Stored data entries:
····················
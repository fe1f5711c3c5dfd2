//! Outbound Telegram delivery
//!
//! Best-effort `sendMessage` client for the Bot API. The webhook must
//! acknowledge the inbound update no matter what happens here, so callers
//! log send failures and move on rather than propagating them.

use async_trait::async_trait;
use serde::Serialize;
use std::time::Duration;
use tracing::debug;

const TELEGRAM_API_URL: &str = "https://api.telegram.org";
const SEND_TIMEOUT: Duration = Duration::from_secs(10);

/// Errors from the outbound send path.
#[derive(Debug, thiserror::Error)]
pub enum SendError {
    #[error("request failed: {0}")]
    Http(#[from] reqwest::Error),

    #[error("telegram error {status}: {body}")]
    Api { status: u16, body: String },
}

/// Telegram text formatting mode.
#[derive(Debug, Clone, Copy, PartialEq, Eq)]
pub enum ParseMode {
    /// Telegram's lightweight markup. Default for all relay replies.
    Markdown,
    Html,
}

impl ParseMode {
    pub fn as_str(&self) -> &'static str {
        match self {
            Self::Markdown => "Markdown",
            Self::Html => "HTML",
        }
    }
}

/// Outbound message delivery seam.
#[async_trait]
pub trait Messenger: Send + Sync {
    async fn send(&self, chat_id: i64, text: &str, parse_mode: ParseMode)
        -> Result<(), SendError>;
}

/// Bot API client.
pub struct TelegramApi {
    client: reqwest::Client,
    send_url: String,
}

#[derive(Serialize)]
struct SendMessageRequest<'a> {
    chat_id: i64,
    text: &'a str,
    parse_mode: &'static str,
}

impl TelegramApi {
    pub fn new(token: &str) -> Self {
        Self {
            client: reqwest::Client::new(),
            send_url: format!("{}/bot{}/sendMessage", TELEGRAM_API_URL, token),
        }
    }
}

#[async_trait]
impl Messenger for TelegramApi {
    async fn send(
        &self,
        chat_id: i64,
        text: &str,
        parse_mode: ParseMode,
    ) -> Result<(), SendError> {
        let response = self
            .client
            .post(&self.send_url)
            .timeout(SEND_TIMEOUT)
            .json(&SendMessageRequest {
                chat_id,
                text,
                parse_mode: parse_mode.as_str(),
            })
            .send()
            .await?;

        if !response.status().is_success() {
            let status = response.status().as_u16();
            let body = response.text().await.unwrap_or_default();
            return Err(SendError::Api { status, body });
        }

        debug!("sent {} chars to chat {}", text.len(), chat_id);
        Ok(())
    }
}
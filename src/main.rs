//! Tutoring-App Telegram Relay - Entry Point

use anyhow::Result;
use tracing::info;
use tracing_subscriber::EnvFilter;
use tutor_relay::{server, Config};

#[tokio::main]
async fn main() -> Result<()> {
    // Load environment
    dotenvy::dotenv().ok();

    tracing_subscriber::fmt()
        .with_env_filter(
            EnvFilter::try_from_default_env().unwrap_or_else(|_| EnvFilter::new("info")),
        )
        .init();

    info!("tutor-relay v{}", env!("CARGO_PKG_VERSION"));

    let config = Config::from_env()?;
    if config.admin_chat_id.is_none() {
        info!("ADMIN_CHAT_ID not set - /stats and /insights are disabled");
    }
    if config.supabase_url.is_none() || config.supabase_service_key.is_none() {
        info!("Supabase not configured - linking and stats will reply with a config error");
    }

    server::run(&config).await
}
//! Inbound webhook decoding
//!
//! Telegram delivers updates as JSON POST bodies. Anything that does not
//! carry a chat id (malformed JSON, non-message updates, keep-alive
//! payloads) decodes to `None` and is acknowledged without further work,
//! so the provider never sees a failure status and never retry-storms.

use serde::Deserialize;

/// Telegram update envelope. Only the fields the relay consumes.
#[derive(Debug, Deserialize)]
pub struct TelegramUpdate {
    #[serde(default)]
    pub message: Option<TelegramMessage>,
}

#[derive(Debug, Deserialize)]
pub struct TelegramMessage {
    pub chat: TelegramChat,
    #[serde(default)]
    pub text: Option<String>,
}

#[derive(Debug, Deserialize)]
pub struct TelegramChat {
    pub id: i64,
}

/// Normalized per-request message. Created on decode, dropped after handling.
#[derive(Debug, Clone, PartialEq, Eq)]
pub struct IncomingMessage {
    pub chat_id: i64,
    /// Trimmed message text; empty when the update carried none.
    pub text: String,
}

/// Decode a raw webhook body into a normalized message.
///
/// Returns `None` for anything the relay should acknowledge and ignore.
pub fn decode(body: &[u8]) -> Option<IncomingMessage> {
    let update: TelegramUpdate = serde_json::from_slice(body).ok()?;
    let message = update.message?;
    Some(IncomingMessage {
        chat_id: message.chat.id,
        text: message.text.unwrap_or_default().trim().to_string(),
    })
}
use url::Url;

use crate::{Build, Change, ConnectionStatus};

pub const RUNNING_STATE: &str = "running";
pub const STATUS_SUCCESS: &str = "SUCCESS";
pub const STATUS_FAILURE: &str = "FAILURE";

pub const TABLE_HEADER: [&str; 4] = ["STATUS", "CHANGES", "AUTHOR", ""];

#[derive(Debug, Clone, PartialEq, Eq)]
pub enum StatusToken {
    /// Build still running; carries the server's progress text.
    InProgress { text: String },
    Success,
    Failure,
}

/// Map a build's run state and result to its display token.
///
/// Anything that is neither running nor `SUCCESS` shows as a failure.
pub fn status_token(state: &str, status: &str, status_text: &str) -> StatusToken {
    if state == RUNNING_STATE {
        StatusToken::InProgress {
            text: status_text.to_string(),
        }
    } else if status == STATUS_SUCCESS {
        StatusToken::Success
    } else {
        StatusToken::Failure
    }
}

#[derive(Debug, Clone, PartialEq, Eq)]
pub enum LogCell {
    Link { path: String },
    Blank,
}

impl LogCell {
    pub fn for_build(build: &Build) -> Self {
        if build.status == STATUS_FAILURE {
            LogCell::Link {
                path: format!("/build_log/{}", build.id),
            }
        } else {
            LogCell::Blank
        }
    }

    /// Absolute log URL against the dashboard's server base.
    pub fn resolve(&self, base: &Url) -> Option<Url> {
        match self {
            LogCell::Link { path } => base.join(path).ok(),
            LogCell::Blank => None,
        }
    }
}

#[derive(Debug, Clone, PartialEq, Eq)]
pub struct BuildRow {
    pub status: StatusToken,
    pub comment: String,
    pub author: String,
    pub log: LogCell,
}

impl BuildRow {
    pub fn new(build: &Build, change: &Change) -> Self {
        Self {
            status: status_token(&build.state, &build.status, &build.status_text),
            comment: change.comment.clone(),
            author: change.username.clone(),
            log: LogCell::for_build(build),
        }
    }
}

/// Header plus one row per change of every build, in snapshot order.
#[derive(Debug, Clone, PartialEq, Eq, Default)]
pub struct BuildTable {
    pub rows: Vec<BuildRow>,
}

impl BuildTable {
    pub fn from_builds(builds: &[Build]) -> Self {
        let rows = builds
            .iter()
            .flat_map(|build| {
                build
                    .changes
                    .change
                    .iter()
                    .map(move |change| BuildRow::new(build, change))
            })
            .collect();
        Self { rows }
    }

    pub fn header(&self) -> [&'static str; 4] {
        TABLE_HEADER
    }

    pub fn row_count(&self) -> usize {
        self.rows.len()
    }

    pub fn is_empty(&self) -> bool {
        self.rows.is_empty()
    }
}

#[derive(Debug, Clone, PartialEq, Eq, Default)]
pub struct AppViewModel {
    pub connection: ConnectionStatus,
    pub table: BuildTable,
    pub build_count: usize,
    pub frames_received: u64,
    pub last_update: Option<String>,
    pub last_error: Option<String>,
    pub dirty: bool,
}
····················
* EXERCISE
Please report every line among the entries that includes "info".

* RESPONSE BELOW
use tracing::info;
            EnvFilter::try_from_default_env().unwrap_or_else(|_| EnvFilter::new("info")),
    info!("tutor-relay v{}", env!("CARGO_PKG_VERSION"));
        info!("ADMIN_CHAT_ID not set - /stats and /insights are disabled");
        info!("Supabase not configured - linking and stats will reply with a config error");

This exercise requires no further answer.